However, several key differences complicate the adaptation of MOSAIC from motor to decision systems. First, because the neural distinction between motor planning and output and the decision process is poorly understood at present. Neural representations for pure value and for value as tied to specific movements may overlap to varying degrees in separate neural circuits. Second, and more clearly for our purposes, the primary inference problem in motor control is that of effecting a desired movement, apart from its reward value. The key unknown is the physics of the object being manipulated, not the cost function determining efficient muscle movement, which is taken as given. In most decision-making formulations, however, we are interested in costs apart from the motor outputs that make decisions manifest, and it is the value function of different actions that changes between environments (though the forward Markov model governing state transitions may also change). Fortunately, MOSAIC can also adapt to multiple cost functions, successfully transitioning between them (Sugimoto et al., 2012). More importantly, while CGp neurons do appear to encode outcomes across multiple trials, they also appear to react more strongly to violations of expectation than would be anticipated from a gradual transition from one model to another. This suggests either a very small region of overlap in model predictions, a low tolerance for errors when making inference (small σ2), or perhaps both. Indeed, such rapid shifts in beliefs are often the result of Bayesian, rather than gradient descent, inferences (Gallistel et al., 2001).

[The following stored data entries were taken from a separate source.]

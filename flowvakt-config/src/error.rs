//! Error types for configuration loading and validation

use std::path::PathBuf;
use thiserror::Error;
use validator::ValidationErrors;

/// Unified configuration error type.
#[derive(Debug, Error)]
pub enum ConfigError {
    /// File not found error.
    #[error("Configuration file not found: {0}")]
    FileNotFound(PathBuf),

    /// Configuration validation error.
    #[error("Invalid configuration:\n{}", format_validation_errors(.0))]
    Validation(#[source] ValidationErrors),

    /// Figment parsing error.
    #[error("Configuration parsing error: {0}")]
    Parsing(#[from] Box<figment::Error>),
}

fn format_validation_errors(errors: &ValidationErrors) -> String {
    use std::fmt::Write;

    let mut output = String::new();
    for (field, kind) in errors.errors() {
        let _ = writeln!(output, "Field '{}':", field);
        match kind {
            validator::ValidationErrorsKind::Field(errors) => {
                for error in errors {
                    let message = match &error.message {
                        Some(msg) => msg.to_string(),
                        None => error.code.to_string(),
                    };
                    let _ = writeln!(output, "  - {}", message);
                }
            }
            validator::ValidationErrorsKind::Struct(nested) => {
                for line in format_validation_errors(nested).lines() {
                    let _ = writeln!(output, "  {}", line);
                }
            }
            validator::ValidationErrorsKind::List(items) => {
                for (index, nested) in items {
                    let _ = writeln!(output, "  [{}]:", index);
                    for line in format_validation_errors(nested).lines() {
                        let _ = writeln!(output, "    {}", line);
                    }
                }
            }
        }
    }
    output
}

impl From<ValidationErrors> for ConfigError {
    fn from(errors: ValidationErrors) -> Self {
        ConfigError::Validation(errors)
    }
}

impl From<figment::Error> for ConfigError {
    fn from(error: figment::Error) -> Self {
        ConfigError::Parsing(Box::new(error))
    }
}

More intriguing, however, may be the contrast between the predictions of MOSAIC for motor control and our application of its formalism to decision making. By now, it is well known that subjects performing many perceptual and simple motor tasks exhibit Bayesian-like inference (Braun, Ortega, & Wolpert, 2009; Gold & Shadlen, 2007; Raposo, Sheppard, Schrater, & Churchland, 2012; Trommershäuser, Maloney, & Landy, 2008), but in simple decision tasks involving probabilities given in mathematical or written form produce strong departures from optimality (Gigerenzer & Selten, 2002; Gilovich, Griffin, & Kahneman, 2002; Trommershäuser et al., 2008). Furthermore, while the graded nature of muscular control may allow for composition of control signals from different models (weighted by responsibility weights), the discrete nature of many choice paradigms renders this process latent, at best. Lastly, working memory, attentional, or other representational constraints may also limit the number of models that may be effectively tracked or evaluated. Together, these factors lead us to conjecture that a MOSAIC-like model for decision making might strongly limit the number of nonzero responsibility weights, in much the same way that cue competition enforces parsimony in classical conditioning (Gallistel & Gibbon, 2000). In this case, models would need to be evaluated one (or perhaps two) at a time, in a manner more akin to hypothesis testing. Such a constraint would represent a key difference between decision and motor or perceptual systems.
Discussion
We have proposed an identification of major components of the brain’s system for decision making with elements of MOSAIC, a modular model of control. The learning processes necessary to adaptive decision making face many of the same issues as those of motor control, including the need to maintain and refine multiple controllers for a variety of tasks and environments, and MOSAIC offers a convenient formalization of and solution to this dilemma. We suggest that cingulate cortex plays a key role in signaling both feedback from actions and model confidence, and in particular that the posterior cingulate cortex plays a key role in the switch between models and modulation of learning in the face of changing environmental contingencies. We also propose, in contradistinction to multi-module accounts of motor control, that decision systems suffer from a cognitive bandwidth limit on the number of models that may be countenanced or simultaneously updated. Thus, while sensation and movement may often exhibit Bayesian integration over models, many cognitively demanding decisions do not. Such a suggestion was also recently made in a model of learning in open and dynamic environments, where it was proposed that only a few models, perhaps four or fewer, could receive simultaneous consideration, with only the highest posterior probability model updated by learning (Collins & Koechlin, 2012).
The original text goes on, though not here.